Is Mitral valve prolapse syndrome helped by magnesium
My husband has been hospitalized twice in the past two weeks because of extreme shortness of breath that appeared suddenly and has not diminished. He has mitral valve prolapse and displays many of the symptoms of MVP syndrome including migraines, scoliosis, boarder line hypoglycemia, fatigue, boarder line asthma.
The Drs have confirmed that his MVP has worsened from its state three years ago. They are discussing surgery, but the surgeon does not think his symptoms (extreme shortness of breath) line up with the MVP. They have run as many tests as they can think of. His lungs are fine, his heart is in excellent condition besides the MVP, and they can find nothing wrong, they even tested his magnesium levels using a blood test which I know are inherently unreliable. His levels were normal (I don't know the numbers yet.).
He is coming home from the hospital on Monday and we are wanting to start a magnesium supplementation regiment. I already have a transdermal spray and will use your site for dosing information.

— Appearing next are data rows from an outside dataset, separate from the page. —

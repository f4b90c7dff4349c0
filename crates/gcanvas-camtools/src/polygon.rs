//! Polygon geometry engine.
//!
//! Polygons are closed point loops (the closing edge is implicit). Orientation
//! carries meaning: counter-clockwise loops (positive signed area) bound material,
//! clockwise loops are holes. [`PolygonEngine::clean`] establishes that convention
//! by resolving the raw loops under the nonzero winding rule; `intersect` and
//! `offset` rely on it.

use cavalier_contours::polyline::{
    BooleanOp, PlineOffsetOptions, PlineSource, PlineSourceMut, PlineVertex, Polyline,
};
use gcanvas_core::Point;
use serde::{Deserialize, Serialize};
use std::f64::consts::PI;
use std::panic;
use tracing::{debug, warn};

pub type Polygon = Vec<Point>;

/// Corner treatment where an offset edge leaves a convex vertex.
#[derive(Debug, Clone, Copy, PartialEq, Eq, Default, Serialize, Deserialize)]
#[serde(rename_all = "lowercase")]
pub enum JoinStyle {
    /// Corner cut square at the offset distance.
    #[default]
    Square,
    /// Circular arc around the vertex.
    Round,
    /// Sharp corner, squared off beyond the miter limit.
    Miter,
}

/// Polygon collaborator consumed by the fill engine.
pub trait PolygonEngine {
    /// Removes near-duplicate vertices and degenerate loops, then resolves overlaps
    /// under the nonzero winding rule. The result is non-overlapping material loops
    /// (CCW) and the holes cut into them (CW).
    fn clean(&self, polygons: &[Polygon], tolerance: f64) -> Vec<Polygon>;

    /// Area shared by both sets.
    fn intersect(&self, subject: &[Polygon], clip: &[Polygon]) -> Vec<Polygon>;

    /// Offsets the set by `distance`; negative values shrink material.
    fn offset(
        &self,
        polygons: &[Polygon],
        distance: f64,
        join: JoinStyle,
        miter_limit: f64,
    ) -> Vec<Polygon>;
}

impl<T: PolygonEngine + ?Sized> PolygonEngine for &T {
    fn clean(&self, polygons: &[Polygon], tolerance: f64) -> Vec<Polygon> {
        (**self).clean(polygons, tolerance)
    }

    fn intersect(&self, subject: &[Polygon], clip: &[Polygon]) -> Vec<Polygon> {
        (**self).intersect(subject, clip)
    }

    fn offset(
        &self,
        polygons: &[Polygon],
        distance: f64,
        join: JoinStyle,
        miter_limit: f64,
    ) -> Vec<Polygon> {
        (**self).offset(polygons, distance, join, miter_limit)
    }
}

/// Signed area, positive for counter-clockwise loops.
pub fn signed_area(polygon: &[Point]) -> f64 {
    let n = polygon.len();
    if n < 3 {
        return 0.0;
    }
    let mut sum = 0.0;
    for i in 0..n {
        let p1 = polygon[i];
        let p2 = polygon[(i + 1) % n];
        sum += p1.x * p2.y - p2.x * p1.y;
    }
    sum / 2.0
}

pub fn is_hole(polygon: &[Point]) -> bool {
    signed_area(polygon) < 0.0
}

pub fn scale_polygons(polygons: &[Polygon], factor: f64) -> Vec<Polygon> {
    polygons
        .iter()
        .map(|poly| {
            poly.iter()
                .map(|p| Point::new_3d(p.x * factor, p.y * factor, p.z))
                .collect()
        })
        .collect()
}

/// Polygon engine backed by `cavalier_contours`.
#[derive(Debug, Clone, Copy, Default)]
pub struct CavalierEngine;

impl CavalierEngine {
    pub fn new() -> Self {
        Self
    }

    fn to_polyline(polygon: &[Point]) -> Polyline<f64> {
        let mut pline = Polyline::new();
        for p in polygon {
            pline.add_vertex(PlineVertex::new(p.x, p.y, 0.0));
        }
        pline.set_is_closed(true);
        pline
    }

    fn split_by_role(polygons: &[Polygon]) -> (Vec<Polyline<f64>>, Vec<Polyline<f64>>) {
        let mut material = Vec::new();
        let mut holes = Vec::new();
        for poly in polygons.iter().filter(|p| p.len() >= 3) {
            if is_hole(poly) {
                holes.push(Self::to_polyline(poly));
            } else {
                material.push(Self::to_polyline(poly));
            }
        }
        (material, holes)
    }

    fn offset_pline(pline: &Polyline<f64>, offset: f64) -> Vec<Polyline<f64>> {
        let opts = PlineOffsetOptions {
            handle_self_intersects: true,
            ..Default::default()
        };
        match panic::catch_unwind(panic::AssertUnwindSafe(|| {
            pline.parallel_offset_opt(offset, &opts)
        })) {
            Ok(result) => result,
            Err(_) => {
                warn!("Panic during parallel offset of {} vertex polygon", pline.vertex_count());
                Vec::new()
            }
        }
    }

    /// Subtracts every hole from the material loops. Holes lying strictly inside a
    /// loop come back as holes of the result.
    fn subtract_holes(
        material: Vec<Polyline<f64>>,
        holes: &[Polyline<f64>],
    ) -> (Vec<Polyline<f64>>, Vec<Polyline<f64>>) {
        let mut pos = material;
        let mut neg = Vec::new();
        for hole in holes {
            let mut next = Vec::with_capacity(pos.len());
            for pline in &pos {
                let result = pline.boolean(hole, BooleanOp::Not);
                next.extend(result.pos_plines.into_iter().map(|r| r.pline));
                neg.extend(result.neg_plines.into_iter().map(|r| r.pline));
            }
            pos = next;
        }
        (pos, neg)
    }

    /// Merges overlapping loops of one orientation. Returns the merged outlines and
    /// the gaps they enclose without covering.
    ///
    /// A loop lying entirely inside an existing gap is absorbed into the enclosing
    /// outline, so the gap stays open.
    fn union(plines: Vec<Polyline<f64>>) -> (Vec<Polyline<f64>>, Vec<Polyline<f64>>) {
        let mut regions: Vec<Polyline<f64>> = Vec::new();
        let mut gaps: Vec<Polyline<f64>> = Vec::new();
        for pline in plines {
            gaps = gaps
                .iter()
                .flat_map(|gap| {
                    gap.boolean(&pline, BooleanOp::Not)
                        .pos_plines
                        .into_iter()
                        .map(|r| r.pline)
                })
                .collect();

            let mut merged = pline;
            let mut i = 0;
            while i < regions.len() {
                let result = regions[i].boolean(&merged, BooleanOp::Or);
                let mut outlines = result.pos_plines;
                if outlines.len() == 1 {
                    if let Some(outline) = outlines.pop() {
                        merged = outline.pline;
                        gaps.extend(result.neg_plines.into_iter().map(|r| r.pline));
                        regions.swap_remove(i);
                        // The grown outline may now reach regions already passed.
                        i = 0;
                        continue;
                    }
                }
                i += 1;
            }
            regions.push(merged);
        }
        (regions, gaps)
    }

    fn intersect_all(a: &[Polyline<f64>], b: &[Polyline<f64>]) -> Vec<Polyline<f64>> {
        let mut out = Vec::new();
        for pa in a {
            for pb in b {
                out.extend(
                    pa.boolean(pb, BooleanOp::And)
                        .pos_plines
                        .into_iter()
                        .map(|r| r.pline),
                );
            }
        }
        out
    }

    fn collect(
        pos: &[Polyline<f64>],
        neg: &[Polyline<f64>],
        join: JoinStyle,
        miter_limit: f64,
    ) -> Vec<Polygon> {
        let mut out = Vec::with_capacity(pos.len() + neg.len());
        for (plines, hole) in [(pos, false), (neg, true)] {
            for pline in plines {
                let mut poly = polyline_to_polygon(pline, join, miter_limit);
                if poly.len() < 3 || signed_area(&poly).abs() < 1e-9 {
                    continue;
                }
                if is_hole(&poly) != hole {
                    poly.reverse();
                }
                out.push(poly);
            }
        }
        out
    }
}

impl PolygonEngine for CavalierEngine {
    fn clean(&self, polygons: &[Polygon], tolerance: f64) -> Vec<Polygon> {
        let cleaned: Vec<Polygon> = polygons
            .iter()
            .filter_map(|poly| dedupe_vertices(poly, tolerance))
            .filter(|poly| signed_area(poly).abs() > tolerance * tolerance)
            .collect();

        let (ccw, cw) = Self::split_by_role(&cleaned);
        let (ccw_regions, ccw_gaps) = Self::union(ccw);
        let (cw_regions, cw_gaps) = Self::union(cw);

        // Once each orientation is merged its winding is 0 or 1, so a point is
        // filled when exactly one orientation covers it.
        let mut pos = Vec::new();
        let mut neg = Vec::new();
        for (regions, gaps, other_regions, other_gaps) in [
            (&ccw_regions, &ccw_gaps, &cw_regions, &cw_gaps),
            (&cw_regions, &cw_gaps, &ccw_regions, &ccw_gaps),
        ] {
            let cuts: Vec<Polyline<f64>> = gaps.iter().chain(other_regions).cloned().collect();
            let (p, n) = Self::subtract_holes(regions.clone(), &cuts);
            pos.extend(p);
            neg.extend(n);

            // Inside a gap of the other orientation only this one counts.
            let exposed = Self::intersect_all(regions, other_gaps);
            let (p, n) = Self::subtract_holes(exposed, gaps);
            pos.extend(p);
            neg.extend(n);
        }
        debug!(
            "Cleaned {} loops into {} outlines and {} holes",
            cleaned.len(),
            pos.len(),
            neg.len()
        );
        Self::collect(&pos, &neg, JoinStyle::Miter, f64::INFINITY)
    }

    fn intersect(&self, subject: &[Polygon], clip: &[Polygon]) -> Vec<Polygon> {
        let (subject_pos, subject_neg) = Self::split_by_role(subject);
        let (clip_pos, clip_neg) = Self::split_by_role(clip);

        let mut out_pos = Vec::new();
        let mut out_neg = Vec::new();
        for ps in &subject_pos {
            for pc in &clip_pos {
                let result = ps.boolean(pc, BooleanOp::And);
                out_pos.extend(result.pos_plines.into_iter().map(|r| r.pline));
                out_neg.extend(result.neg_plines.into_iter().map(|r| r.pline));
            }
        }

        let holes: Vec<Polyline<f64>> = subject_neg.into_iter().chain(clip_neg).collect();
        let (pos, mut neg) = Self::subtract_holes(out_pos, &holes);
        neg.extend(out_neg);
        debug!(
            "Intersection produced {} loops and {} holes",
            pos.len(),
            neg.len()
        );
        Self::collect(&pos, &neg, JoinStyle::Miter, f64::INFINITY)
    }

    fn offset(
        &self,
        polygons: &[Polygon],
        distance: f64,
        join: JoinStyle,
        miter_limit: f64,
    ) -> Vec<Polygon> {
        let (material, holes) = Self::split_by_role(polygons);

        // Left of a CCW loop is inside, left of a CW hole is the surrounding material,
        // so the same left offset shrinks both.
        let left = -distance;
        let material: Vec<Polyline<f64>> = material
            .iter()
            .flat_map(|p| Self::offset_pline(p, left))
            .collect();
        if material.is_empty() {
            return Vec::new();
        }
        let holes: Vec<Polyline<f64>> = holes
            .iter()
            .flat_map(|p| Self::offset_pline(p, left))
            .collect();

        let (pos, neg) = Self::subtract_holes(material, &holes);
        Self::collect(&pos, &neg, join, miter_limit)
    }
}

fn dedupe_vertices(polygon: &[Point], tolerance: f64) -> Option<Polygon> {
    let first = *polygon.first()?;
    let mut out: Polygon = vec![first];
    for p in polygon.iter().skip(1) {
        if let Some(last) = out.last() {
            if last.distance_to(p) > tolerance {
                out.push(*p);
            }
        }
    }
    while out.len() > 1 && out[out.len() - 1].distance_to(&out[0]) <= tolerance {
        out.pop();
    }
    (out.len() >= 3).then_some(out)
}

/// Converts a polyline to a point loop, rendering every bulge (arc) segment with the
/// requested join style.
fn polyline_to_polygon(pline: &Polyline<f64>, join: JoinStyle, miter_limit: f64) -> Polygon {
    let count = pline.vertex_count();
    let mut out = Vec::with_capacity(count);
    for i in 0..count {
        let v1 = pline.at(i);
        let v2 = pline.at((i + 1) % count);
        let start = Point::new(v1.x, v1.y);
        out.push(start);
        if v1.bulge.abs() > 1e-9 && (i + 1 < count || pline.is_closed()) {
            let end = Point::new(v2.x, v2.y);
            out.extend(join_points(start, end, v1.bulge, join, miter_limit));
        }
    }
    out
}

/// Interior points replacing the arc from `start` to `end` with the given bulge.
fn join_points(start: Point, end: Point, bulge: f64, join: JoinStyle, miter_limit: f64) -> Vec<Point> {
    let theta = 4.0 * bulge.atan();
    let dx = end.x - start.x;
    let dy = end.y - start.y;
    let chord = (dx * dx + dy * dy).sqrt();
    if chord < 1e-12 {
        return Vec::new();
    }
    let radius = chord / (2.0 * (theta.abs() / 2.0).sin());
    let (ux, uy) = (dx / chord, dy / chord);
    let rotate = |x: f64, y: f64, a: f64| {
        let (s, c) = a.sin_cos();
        (x * c - y * s, x * s + y * c)
    };
    let tangent_start = rotate(ux, uy, -theta / 2.0);
    let tangent_end = rotate(ux, uy, theta / 2.0);

    let square = || {
        let reach = radius * (theta.abs() / 4.0).tan();
        vec![
            Point::new(
                start.x + tangent_start.0 * reach,
                start.y + tangent_start.1 * reach,
            ),
            Point::new(end.x - tangent_end.0 * reach, end.y - tangent_end.1 * reach),
        ]
    };

    match join {
        JoinStyle::Square => square(),
        JoinStyle::Miter => {
            let half = theta.abs() / 2.0;
            if half < PI / 2.0 && 1.0 / half.cos() <= miter_limit {
                let reach = radius * half.tan();
                vec![Point::new(
                    start.x + tangent_start.0 * reach,
                    start.y + tangent_start.1 * reach,
                )]
            } else {
                square()
            }
        }
        JoinStyle::Round => {
            let normal = if theta > 0.0 {
                (-tangent_start.1, tangent_start.0)
            } else {
                (tangent_start.1, -tangent_start.0)
            };
            let cx = start.x + normal.0 * radius;
            let cy = start.y + normal.1 * radius;
            let a0 = (start.y - cy).atan2(start.x - cx);
            let steps = ((theta.abs() / (PI / 18.0)).ceil() as usize).max(1);
            (1..steps)
                .map(|k| {
                    let a = a0 + theta * k as f64 / steps as f64;
                    Point::new(cx + radius * a.cos(), cy + radius * a.sin())
                })
                .collect()
        }
    }
}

Another thing to note is we eat a traditional diet and use a raw cod liver oil supplement.
My question is, is there anything else you would suggest we look into? We are looking for any advice we can get right now. Your advice may help us narrow our questions for our naturopath when we see him for this very distressing problem. Also, how quickly would you expect to see improvement from magnesium supplementation?